El aire entre ellos se volvió denso. Yasna podía sentir el calor que emanaba de su cuerpo, el leve aroma a jabón antiséptico mezclado con algo más íntimo.

—Mi nombre es Gabriel —dijo finalmente—. Gabriel Montoya. Y me gustaría verte nuevamente, —ocurre una pequeña pausa— Yasna Álvarez. Miraba la hojita con el nombre de la tutora de aquella señora.

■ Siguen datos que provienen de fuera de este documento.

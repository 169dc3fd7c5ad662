//! Error types for the random beacon.

use {
    crate::{
        config::ConfigError,
        dkg::DkgState,
        slashing::Violation,
        types::{GroupId, MemberIndex},
    },
    solana_pubkey::Pubkey,
};

/// Reasons a DKG result or an inactivity claim fails validation.
#[derive(Debug, Clone, PartialEq, Eq, thiserror::Error)]
pub enum ValidationError {
    #[error("submitter member index {0} is out of range")]
    SubmitterIndexOutOfRange(MemberIndex),
    #[error("members do not match the group selected for the DKG seed")]
    MembersMismatch,
    #[error("members hash does not commit to the active members")]
    MembersHashMismatch,
    #[error("misbehaved member indices are not strictly ascending or out of range")]
    InvalidMisbehavedIndices,
    #[error("inactive member indices are empty, unordered or out of range")]
    InvalidInactiveIndices,
    #[error("signing member indices are not strictly ascending or out of range")]
    InvalidSigningIndices,
    #[error("too few signatures: {count} < {threshold}")]
    TooFewSignatures { count: usize, threshold: u16 },
    #[error("too few active members: {active} < {threshold}")]
    TooFewActiveMembers { active: usize, threshold: u16 },
    #[error("signature blob is {actual} bytes, expected {expected}")]
    SignatureLengthMismatch { actual: usize, expected: usize },
    #[error("signing member {0} is flagged misbehaved")]
    MisbehavedSigner(MemberIndex),
    #[error("signing member {0} is flagged inactive")]
    InactiveSigner(MemberIndex),
    #[error("invalid signature from member {0}")]
    InvalidMemberSignature(MemberIndex),
    #[error("group public key is not a valid BLS12-381 G2 point")]
    InvalidGroupPublicKey,
    #[error("group public key is already registered to group {0}")]
    DuplicateGroupPublicKey(GroupId),
}

/// Errors returned by beacon operations. Every error leaves beacon state
/// unchanged.
#[derive(Debug, Clone, PartialEq, Eq, thiserror::Error)]
pub enum BeaconError {
    // -- sortition pool --------------------------------------------------
    #[error("operator {0:?} is already in the sortition pool")]
    AlreadyRegistered(Pubkey),
    #[error("authorized stake {stake} is too low for a non-zero pool weight")]
    InsufficientStake { stake: u128 },
    #[error("operator {0:?} is not known to the sortition pool")]
    UnknownOperator(Pubkey),
    #[error("not enough eligible operators: requested {requested}, available {available}")]
    PoolEmpty { requested: u16, available: usize },
    #[error("group size must be > 0")]
    InvalidGroupSize,
    #[error("sortition pool is locked while DKG is in progress")]
    PoolLocked,
    #[error("operator {0:?} cannot restore reward eligibility yet")]
    CannotRestoreRewardEligibility(Pubkey),

    // -- authorization -----------------------------------------------------
    #[error("staking provider {0:?} already has an operator")]
    OperatorAlreadySet(Pubkey),
    #[error("operator {0:?} is already in use by another staking provider")]
    OperatorInUse(Pubkey),
    #[error("operator {0:?} is not registered by any staking provider")]
    OperatorNotRegistered(Pubkey),
    #[error("staking provider {0:?} has no registered operator")]
    UnknownStakingProvider(Pubkey),
    #[error("authorization {amount} is below the minimum {minimum}")]
    AuthorizationBelowMinimum { amount: u128, minimum: u128 },
    #[error("authorization decrease from {from} to {to} is invalid")]
    InvalidAuthorizationDecrease { from: u128, to: u128 },
    #[error("pending authorization decrease cannot be changed until block {0}")]
    AuthorizationDecreaseChangeLocked(u64),
    #[error("no pending authorization decrease for {0:?}")]
    NoPendingAuthorizationDecrease(Pubkey),
    #[error("authorization decrease cannot be approved before block {0}")]
    AuthorizationDecreaseNotDue(u64),
    #[error("operator {0:?} must update its pool status first")]
    OperatorNotUpToDate(Pubkey),

    // -- DKG -----------------------------------------------------------------
    #[error("operation is not allowed in DKG state {0:?}")]
    InvalidDkgState(DkgState),
    #[error("genesis was already performed")]
    GenesisAlreadyPerformed,
    #[error("invalid DKG result: {0}")]
    InvalidDkgResult(ValidationError),
    #[error("a DKG result was already submitted for this seed")]
    DkgResultAlreadySubmitted,
    #[error("caller {0:?} is not the declared submitter")]
    NotSubmitter(Pubkey),
    #[error("result does not match the submitted DKG result")]
    DkgResultHashMismatch,
    #[error("DKG result challenge period is over")]
    ChallengePeriodOver,
    #[error("DKG result challenge period is not over yet")]
    ChallengePeriodNotOver,
    #[error("only the submitter may approve during the precedence period")]
    SubmitterPrecedencePeriod,
    #[error("the challenged DKG result is valid")]
    UnjustifiedChallenge,
    #[error("DKG result submission timed out")]
    DkgTimedOut,
    #[error("DKG has not timed out")]
    DkgNotTimedOut,
    #[error("DKG seed has not timed out")]
    SeedNotTimedOut,

    // -- relay entries -------------------------------------------------------
    #[error("requester {0:?} is not authorized")]
    UnauthorizedRequester(Pubkey),
    #[error("another relay request is in progress")]
    RequestInProgress,
    #[error("there are no active groups")]
    NoActiveGroups,
    #[error("there is no pending relay request")]
    NoPendingRequest,
    #[error("invalid group signature")]
    InvalidSignature,
    #[error("relay request timed out")]
    RelayEntryTimedOut,
    #[error("relay request has not timed out")]
    RequestNotTimedOut,
    #[error("caller {0:?} is not a member of the group")]
    NotGroupMember(Pubkey),

    // -- groups --------------------------------------------------------------
    #[error("group {0} does not exist")]
    UnknownGroup(GroupId),
    #[error("group {0} is terminated")]
    GroupTerminated(GroupId),
    #[error("group {0} is expired")]
    GroupExpired(GroupId),
    #[error("group members do not match the group commitment")]
    InvalidGroupMembers,
    #[error("a group with this public key is already registered")]
    DuplicateGroupPublicKey,
    #[error("no further group IDs are available")]
    GroupRegistryFull,

    // -- inactivity ----------------------------------------------------------
    #[error("invalid inactivity claim nonce: expected {expected}, got {actual}")]
    InvalidNonce { expected: u64, actual: u64 },
    #[error("invalid inactivity claim: {0}")]
    InvalidInactivityClaim(ValidationError),

    // -- slashing ------------------------------------------------------------
    #[error("violation {0:?} was already slashed")]
    AlreadySlashed(Violation),

    // -- governance ----------------------------------------------------------
    #[error("caller {0:?} is not the governance")]
    NotGovernance(Pubkey),
    #[error("caller {0:?} is not the staking contract")]
    NotStakingContract(Pubkey),
    #[error("invalid parameters: {0}")]
    InvalidParameters(#[from] ConfigError),
    #[error("staking registry rejected the operation: {0}")]
    Staking(#[from] crate::staking::StakingError),
}

pub type Result<T> = std::result::Result<T, BeaconError>;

La forma en que pronunció su nombre, como si lo hubiera estado saboreando en su mente, logró que algo se derritiera dentro de ella.

—Así será. Después de todo, aún queda la operación de mi madre…

—Por supuesto. Las prioridades son claras. Ahora es tiempo de sanar.

Ella solo pudo expresarse mediante de su mirada.

—Ya debo irme — Se inclinó levemente, y por un segundo, Yasna pensó que le iba a besar. En cambio, se despidió de ella rozando suavemente su mejilla, cerca de la comisura de su boca quedando como un gesto respetuoso suspendido aunque provocador.

Ella lo observó alejarse nuevamente por aquellos corredores interminables, su figura recortada contra la luz fría del amanecer que comenzaba a filtrarse por las ventanas. Pensaba en aquel jugo de naranjas desencadenando una segunda caída: la suya propia hacia algo que no podía nombrar todavía.

Cuando volvió junto a la cama, encontró a su madre con los ojos entreabiertos, observándola con esa mezcla de seriedad y picardía que siempre había sido su marca personal.

—Así que mientras dormía, ¿eh? —murmuró con voz adormilada.